### PROBLEM REQUIREMENTS
Transcribe each entry shown below with no difference from the original.

### RAW DATA

■ ■ ■

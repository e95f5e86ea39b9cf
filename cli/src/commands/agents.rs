use clap::{Args, Subcommand, ValueEnum};
use opsdeck_core::model::{AgentStatus, CommandRisk, FeedLevel};
use serde_json::json;
use uuid::Uuid;

use crate::util::{api_request, put_opt};

#[derive(Subcommand)]
pub enum AgentCommands {
    /// Register or update an agent session
    Session {
        /// Session id (generated if omitted)
        #[arg(long)]
        session_id: Option<String>,
        #[arg(long)]
        agent_id: String,
        #[arg(long, value_enum, default_value_t = StatusArg::Online)]
        status: StatusArg,
        #[arg(long, default_value = "")]
        summary: String,
        #[command(flatten)]
        place: Placement,
    },
    /// Start an agent on a task
    Dispatch {
        #[arg(long)]
        agent_id: String,
        #[arg(long)]
        session_id: Option<String>,
        /// Task description shown in the feed
        #[arg(long)]
        task: Option<String>,
        #[command(flatten)]
        place: Placement,
    },
    /// Post a message to the activity feed
    Message {
        message: String,
        #[arg(long)]
        session_id: Option<String>,
        #[arg(long)]
        agent_id: Option<String>,
        #[arg(long, value_enum, default_value_t = LevelArg::Info)]
        level: LevelArg,
    },
    /// Propose a command that needs approval
    Command {
        /// Command text
        command: String,
        #[arg(long)]
        command_id: Option<String>,
        #[arg(long)]
        session_id: Option<String>,
        #[arg(long)]
        agent_id: Option<String>,
        #[arg(long)]
        summary: Option<String>,
        #[arg(long, value_enum, default_value_t = RiskArg::Medium)]
        risk: RiskArg,
    },
    /// Approve or reject a pending command
    Decide {
        command_id: String,
        #[command(flatten)]
        verdict: Verdict,
    },
    /// Mark an agent session offline
    Stop {
        session_id: String,
        #[arg(long)]
        reason: Option<String>,
    },
}

#[derive(Copy, Clone, Debug, Eq, PartialEq, ValueEnum)]
pub enum StatusArg {
    Online,
    Busy,
    Idle,
    Waiting,
    Error,
    Offline,
}

impl From<StatusArg> for AgentStatus {
    fn from(arg: StatusArg) -> Self {
        match arg {
            StatusArg::Online => AgentStatus::Online,
            StatusArg::Busy => AgentStatus::Busy,
            StatusArg::Idle => AgentStatus::Idle,
            StatusArg::Waiting => AgentStatus::Waiting,
            StatusArg::Error => AgentStatus::Error,
            StatusArg::Offline => AgentStatus::Offline,
        }
    }
}

#[derive(Copy, Clone, Debug, Eq, PartialEq, ValueEnum)]
pub enum LevelArg {
    Info,
    Warn,
    Error,
}

impl From<LevelArg> for FeedLevel {
    fn from(arg: LevelArg) -> Self {
        match arg {
            LevelArg::Info => FeedLevel::Info,
            LevelArg::Warn => FeedLevel::Warn,
            LevelArg::Error => FeedLevel::Error,
        }
    }
}

#[derive(Copy, Clone, Debug, Eq, PartialEq, ValueEnum)]
pub enum RiskArg {
    Low,
    Medium,
    High,
}

impl From<RiskArg> for CommandRisk {
    fn from(arg: RiskArg) -> Self {
        match arg {
            RiskArg::Low => CommandRisk::Low,
            RiskArg::Medium => CommandRisk::Medium,
            RiskArg::High => CommandRisk::High,
        }
    }
}

#[derive(Args)]
pub struct Placement {
    #[arg(long)]
    pub workspace: Option<String>,
    #[arg(long)]
    pub repository: Option<String>,
    #[arg(long)]
    pub branch: Option<String>,
    /// Model the agent runs on
    #[arg(long)]
    pub model: Option<String>,
}

/// Shared by command and handoff decisions.
#[derive(Args)]
pub struct Verdict {
    /// Approve (default when neither flag is given)
    #[arg(long, conflicts_with = "reject")]
    pub approve: bool,
    #[arg(long)]
    pub reject: bool,
    #[arg(long)]
    pub decided_by: Option<String>,
    #[arg(long)]
    pub note: Option<String>,
}

impl Verdict {
    pub fn body(self, id_field: &str, id: String) -> serde_json::Value {
        let mut body = json!({ "approve": self.approve || !self.reject });
        body[id_field] = json!(id);
        put_opt(&mut body, "decidedBy", self.decided_by);
        put_opt(&mut body, "note", self.note);
        body
    }
}

fn placed(mut body: serde_json::Value, place: Placement) -> serde_json::Value {
    put_opt(&mut body, "workspace", place.workspace);
    put_opt(&mut body, "repository", place.repository);
    put_opt(&mut body, "branch", place.branch);
    put_opt(&mut body, "model", place.model);
    body
}

fn request(command: AgentCommands) -> (&'static str, serde_json::Value) {
    match command {
        AgentCommands::Session {
            session_id,
            agent_id,
            status,
            summary,
            place,
        } => {
            let session_id = session_id.unwrap_or_else(|| Uuid::now_v7().to_string());
            let body = json!({
                "sessionId": session_id,
                "agentId": agent_id,
                "status": AgentStatus::from(status),
                "summary": summary,
                "source": "cli",
            });
            ("/agents/session", placed(body, place))
        }
        AgentCommands::Dispatch {
            agent_id,
            session_id,
            task,
            place,
        } => {
            let mut body = json!({ "agentId": agent_id });
            put_opt(&mut body, "sessionId", session_id);
            put_opt(&mut body, "task", task);
            ("/agents/dispatch", placed(body, place))
        }
        AgentCommands::Message {
            message,
            session_id,
            agent_id,
            level,
        } => {
            let mut body = json!({ "message": message, "level": FeedLevel::from(level) });
            put_opt(&mut body, "sessionId", session_id);
            put_opt(&mut body, "agentId", agent_id);
            ("/agents/message", body)
        }
        AgentCommands::Command {
            command,
            command_id,
            session_id,
            agent_id,
            summary,
            risk,
        } => {
            let mut body = json!({
                "command": command,
                "risk": CommandRisk::from(risk),
                "source": "cli",
            });
            put_opt(&mut body, "commandId", command_id);
            put_opt(&mut body, "sessionId", session_id);
            put_opt(&mut body, "agentId", agent_id);
            put_opt(&mut body, "summary", summary);
            ("/agents/command", body)
        }
        AgentCommands::Decide {
            command_id,
            verdict,
        } => (
            "/agents/command/decision",
            verdict.body("commandId", command_id),
        ),
        AgentCommands::Stop { session_id, reason } => {
            let mut body = json!({ "sessionId": session_id });
            put_opt(&mut body, "reason", reason);
            ("/agents/stop", body)
        }
    }
}

pub async fn run(api_url: &str, token: Option<&str>, raw: bool, command: AgentCommands) -> i32 {
    let (path, body) = request(command);
    api_request(
        api_url,
        reqwest::Method::POST,
        path,
        token,
        Some(body),
        &[],
        raw,
    )
    .await
}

■ ■ ■

### RESULT OF THE TASK
repository e95f5e86ea39b9cf
filename cli/src/commands/agents.rs
use clap::{Args, Subcommand, ValueEnum};
use opsdeck_core::model::{AgentStatus, CommandRisk, FeedLevel};
use serde_json::json;
use uuid::Uuid;

use crate::util::{api_request, put_opt};

#[derive(Subcommand)]
pub enum AgentCommands {
    /// Register or update an agent session
    Session {
        /// Session id (generated if omitted)
        #[arg(long)]
        session_id: Option<String>,
        #[arg(long)]
        agent_id: String,
        #[arg(long, value_enum, default_value_t = StatusArg::Online)]
        status: StatusArg,
        #[arg(long, default_value = "")]
        summary: String,
        #[command(flatten)]
        place: Placement,
    },
    /// Start an agent on a task
    Dispatch {
        #[arg(long)]
        agent_id: String,
        #[arg(long)]
        session_id: Option<String>,
        /// Task description shown in the feed
        #[arg(long)]
        task: Option<String>,
        #[command(flatten)]
        place: Placement,
    },
    /// Post a message to the activity feed
    Message {
        message: String,
        #[arg(long)]
        session_id: Option<String>,
        #[arg(long)]
        agent_id: Option<String>,
        #[arg(long, value_enum, default_value_t = LevelArg::Info)]
        level: LevelArg,
    },
    /// Propose a command that needs approval
    Command {
        /// Command text
        command: String,
        #[arg(long)]
        command_id: Option<String>,
        #[arg(long)]
        session_id: Option<String>,
        #[arg(long)]
        agent_id: Option<String>,
        #[arg(long)]
        summary: Option<String>,
        #[arg(long, value_enum, default_value_t = RiskArg::Medium)]
        risk: RiskArg,
    },
    /// Approve or reject a pending command
    Decide {
        command_id: String,
        #[command(flatten)]
        verdict: Verdict,
    },
    /// Mark an agent session offline
    Stop {
        session_id: String,
        #[arg(long)]
        reason: Option<String>,
    },
}

#[derive(Copy, Clone, Debug, Eq, PartialEq, ValueEnum)]
pub enum StatusArg {
    Online,
    Busy,
    Idle,
    Waiting,
    Error,
    Offline,
}

impl From<StatusArg> for AgentStatus {
    fn from(arg: StatusArg) -> Self {
        match arg {
            StatusArg::Online => AgentStatus::Online,
            StatusArg::Busy => AgentStatus::Busy,
            StatusArg::Idle => AgentStatus::Idle,
            StatusArg::Waiting => AgentStatus::Waiting,
            StatusArg::Error => AgentStatus::Error,
            StatusArg::Offline => AgentStatus::Offline,
        }
    }
}

#[derive(Copy, Clone, Debug, Eq, PartialEq, ValueEnum)]
pub enum LevelArg {
    Info,
    Warn,
    Error,
}

impl From<LevelArg> for FeedLevel {
    fn from(arg: LevelArg) -> Self {
        match arg {
            LevelArg::Info => FeedLevel::Info,
            LevelArg::Warn => FeedLevel::Warn,
            LevelArg::Error => FeedLevel::Error,
        }
    }
}

#[derive(Copy, Clone, Debug, Eq, PartialEq, ValueEnum)]
pub enum RiskArg {
    Low,
    Medium,
    High,
}

impl From<RiskArg> for CommandRisk {
    fn from(arg: RiskArg) -> Self {
        match arg {
            RiskArg::Low => CommandRisk::Low,
            RiskArg::Medium => CommandRisk::Medium,
            RiskArg::High => CommandRisk::High,
        }
    }
}

#[derive(Args)]
pub struct Placement {
    #[arg(long)]
    pub workspace: Option<String>,
    #[arg(long)]
    pub repository: Option<String>,
    #[arg(long)]
    pub branch: Option<String>,
    /// Model the agent runs on
    #[arg(long)]
    pub model: Option<String>,
}

/// Shared by command and handoff decisions.
#[derive(Args)]
pub struct Verdict {
    /// Approve (default when neither flag is given)
    #[arg(long, conflicts_with = "reject")]
    pub approve: bool,
    #[arg(long)]
    pub reject: bool,
    #[arg(long)]
    pub decided_by: Option<String>,
    #[arg(long)]
    pub note: Option<String>,
}

impl Verdict {
    pub fn body(self, id_field: &str, id: String) -> serde_json::Value {
        let mut body = json!({ "approve": self.approve || !self.reject });
        body[id_field] = json!(id);
        put_opt(&mut body, "decidedBy", self.decided_by);
        put_opt(&mut body, "note", self.note);
        body
    }
}

fn placed(mut body: serde_json::Value, place: Placement) -> serde_json::Value {
    put_opt(&mut body, "workspace", place.workspace);
    put_opt(&mut body, "repository", place.repository);
    put_opt(&mut body, "branch", place.branch);
    put_opt(&mut body, "model", place.model);
    body
}

fn request(command: AgentCommands) -> (&'static str, serde_json::Value) {
    match command {
        AgentCommands::Session {
            session_id,
            agent_id,
            status,
            summary,
            place,
        } => {
            let session_id = session_id.unwrap_or_else(|| Uuid::now_v7().to_string());
            let body = json!({
                "sessionId": session_id,
                "agentId": agent_id,
                "status": AgentStatus::from(status),
                "summary": summary,
                "source": "cli",
            });
            ("/agents/session", placed(body, place))
        }
        AgentCommands::Dispatch {
            agent_id,
            session_id,
            task,
            place,
        } => {
            let mut body = json!({ "agentId": agent_id });
            put_opt(&mut body, "sessionId", session_id);
            put_opt(&mut body, "task", task);
            ("/agents/dispatch", placed(body, place))
        }
        AgentCommands::Message {
            message,
            session_id,
            agent_id,
            level,
        } => {
            let mut body = json!({ "message": message, "level": FeedLevel::from(level) });
            put_opt(&mut body, "sessionId", session_id);
            put_opt(&mut body, "agentId", agent_id);
            ("/agents/message", body)
        }
        AgentCommands::Command {
            command,
            command_id,
            session_id,
            agent_id,
            summary,
            risk,
        } => {
            let mut body = json!({
                "command": command,
                "risk": CommandRisk::from(risk),
                "source": "cli",
            });
            put_opt(&mut body, "commandId", command_id);
            put_opt(&mut body, "sessionId", session_id);
            put_opt(&mut body, "agentId", agent_id);
            put_opt(&mut body, "summary", summary);
            ("/agents/command", body)
        }
        AgentCommands::Decide {
            command_id,
            verdict,
        } => (
            "/agents/command/decision",
            verdict.body("commandId", command_id),
        ),
        AgentCommands::Stop { session_id, reason } => {
            let mut body = json!({ "sessionId": session_id });
            put_opt(&mut body, "reason", reason);
            ("/agents/stop", body)
        }
    }
}

pub async fn run(api_url: &str, token: Option<&str>, raw: bool, command: AgentCommands) -> i32 {
    let (path, body) = request(command);
    api_request(
        api_url,
        reqwest::Method::POST,
        path,
        token,
        Some(body),
        &[],
        raw,
    )
    .await
}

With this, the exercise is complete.